Technology in education - In its first five years, the Tech Alliance’s Smart Tools Academy provided in-depth, hands-on training to every school principal in Washington state, ensuring that they had the tools and know-how to lead their schools through a technology revolution (digitizing workflow first and beginning the conversation about using technology to transform teaching and learning).
Emerging research and innovations - Great ideas sit across the state, across sectors, and in public and private institutions. Through the Discovery Series, Innovation Showcase, and Research to the Marketplace, the Technology Alliance has worked to shine a bright light on emerging trends, big ideas, and early start-ups, and at the same time connect leaders from these organizations to others in the field, investors, policy-makers, and other audiences key to their future success.
Youth in computer science -As an increasing number of jobs require basic coding and mathematical skills, the call to introduce computer science principles early has become louder. The Tech Alliance’s Youth Apps program provides an accessible, fun entry point for both students and teachers in middle school and high school, through a combination of teacher training and a development contest for students. The program has introduced basic programming and problem solving skills to more than 1000 students and 100 teachers over three years.

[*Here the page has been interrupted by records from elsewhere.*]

use async_trait::async_trait;
use bson::Document;
use std::{fmt, marker::PhantomData, sync::Arc};

use super::{Behavior, Next};
use crate::{
    context::ExecutionContext,
    error::{DocumentStoreError, DocumentStoreResult},
    model::{Model, ModelExt},
    operation::{Operation, OperationOutcome},
};

/// Checks documents before they are written.
pub trait DocumentValidator: Send + Sync {
    /// Validates a document about to be inserted.
    ///
    /// Returns the document in its cast form: with defaults applied and
    /// unknown fields dropped, as far as the validator models them.
    fn validate(&self, document: &Document) -> DocumentStoreResult<Document>;

    /// Validates an update expression. Accepts everything by default.
    fn validate_update(&self, _update: &Document) -> DocumentStoreResult<()> {
        Ok(())
    }
}

impl<F> DocumentValidator for F
where
    F: Fn(&Document) -> DocumentStoreResult<()> + Send + Sync,
{
    fn validate(&self, document: &Document) -> DocumentStoreResult<Document> {
        (self)(document)?;
        Ok(document.clone())
    }
}

/// Validates documents by deserializing them into a [`Model`].
pub struct ModelValidator<M: Model> {
    _marker: PhantomData<fn() -> M>,
}

impl<M: Model> ModelValidator<M> {
    pub fn new() -> Self {
        Self { _marker: PhantomData }
    }
}

impl<M: Model> Default for ModelValidator<M> {
    fn default() -> Self {
        Self::new()
    }
}

impl<M: Model> DocumentValidator for ModelValidator<M> {
    fn validate(&self, document: &Document) -> DocumentStoreResult<Document> {
        let model = M::from_document(document.clone()).map_err(|err| {
            DocumentStoreError::InvalidDocument(format!("{}: {}", M::collection_name(), err))
        })?;

        let mut cast = model.to_document()?;
        // Models without an `_id` field would otherwise lose the caller's id.
        if let Some(id) = document.get("_id") {
            if !cast.contains_key("_id") {
                cast.insert("_id", id.clone());
            }
        }

        Ok(cast)
    }
}

/// Validates inserted documents and update expressions before they reach the store.
///
/// With `cast` enabled, inserted documents are replaced by the validator's
/// cast form. Validation errors are returned unchanged.
#[derive(Clone)]
pub struct Validate {
    validator: Arc<dyn DocumentValidator>,
    cast: bool,
}

impl Validate {
    pub fn new(validator: impl DocumentValidator + 'static) -> Self {
        Self { validator: Arc::new(validator), cast: false }
    }

    /// Validates against a serde model.
    pub fn model<M: Model>() -> Self {
        Self::new(ModelValidator::<M>::new())
    }

    /// Stores the cast form of inserted documents.
    pub fn cast(mut self, cast: bool) -> Self {
        self.cast = cast;
        self
    }
}

impl fmt::Debug for Validate {
    fn fmt(&self, f: &mut fmt::Formatter<'_>) -> fmt::Result {
        f.debug_struct("Validate")
            .field("cast", &self.cast)
            .finish_non_exhaustive()
    }
}

#[async_trait]
impl Behavior for Validate {
    fn name(&self) -> &'static str {
        "validate"
    }

    async fn process(
        &self,
        mut op: Operation,
        ctx: &ExecutionContext,
        next: Next<'_>,
    ) -> DocumentStoreResult<OperationOutcome> {
        for document in op.documents_mut() {
            let cast = self.validator.validate(document)?;
            if self.cast {
                *document = cast;
            }
        }

        if let Some(update) = op.update_mut() {
            self.validator.validate_update(update)?;
        }

        next.run(op, ctx).await
    }
}

#[cfg(test)]
mod tests {
    use super::*;
    use bson::doc;
    use serde::{Deserialize, Serialize};

    #[derive(Debug, Clone, Serialize, Deserialize)]
    struct Post {
        title: String,
        #[serde(default)]
        views: i32,
    }

    impl Model for Post {
        fn collection_name() -> &'static str {
            "posts"
        }
    }

    #[test]
    fn test_model_validator_casts() {
        let cast = ModelValidator::<Post>::new()
            .validate(&doc! { "_id": 1, "title": "a", "junk": true })
            .unwrap();

        assert_eq!(cast, doc! { "title": "a", "views": 0, "_id": 1 });
    }

    #[test]
    fn test_model_validator_rejects() {
        let err = ModelValidator::<Post>::new()
            .validate(&doc! { "views": 3 })
            .unwrap_err();

        assert!(matches!(err, DocumentStoreError::InvalidDocument(_)));
    }

    #[test]
    fn test_closure_validator_passes_errors_through() {
        let validator = |document: &Document| {
            if document.contains_key("title") {
                Ok(())
            } else {
                Err(DocumentStoreError::InvalidDocument("title is required".to_string()))
            }
        };

        assert!(validator.validate(&doc! { "title": "x" }).is_ok());
        assert_eq!(
            validator.validate(&doc! {}).unwrap_err(),
            DocumentStoreError::InvalidDocument("title is required".to_string())
        );
    }
}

Women in technology - With women representing less than 30% of tech employees, there is a clear need to be creative and multi-faceted to increase workforce diversity. The Technology Alliance launched, incubated and spun off Ada Developers Academy, which, after only two years, has already helped more than 100 women get the programming skills and hands-on job experience to make a transition into well-paying software engineering jobs with this region’s top employers.
Opinion leaders’ understanding of tech issues - We know how important it is for our local, state and federal elected officials to understand the issues that cut across and directly affect the varied tech-driven sectors (IT, energy, life sciences, aerospace, retail, wireless, etc). And for the leaders in each of these sectors to have that same visibility and connections for themselves. The Technology Alliance has provided objective benchmarking research, thought leadership retreats, and compelling speakers to ensure that our elected leaders have a solid understanding of and strong relationships across the state’s tech-driven industries.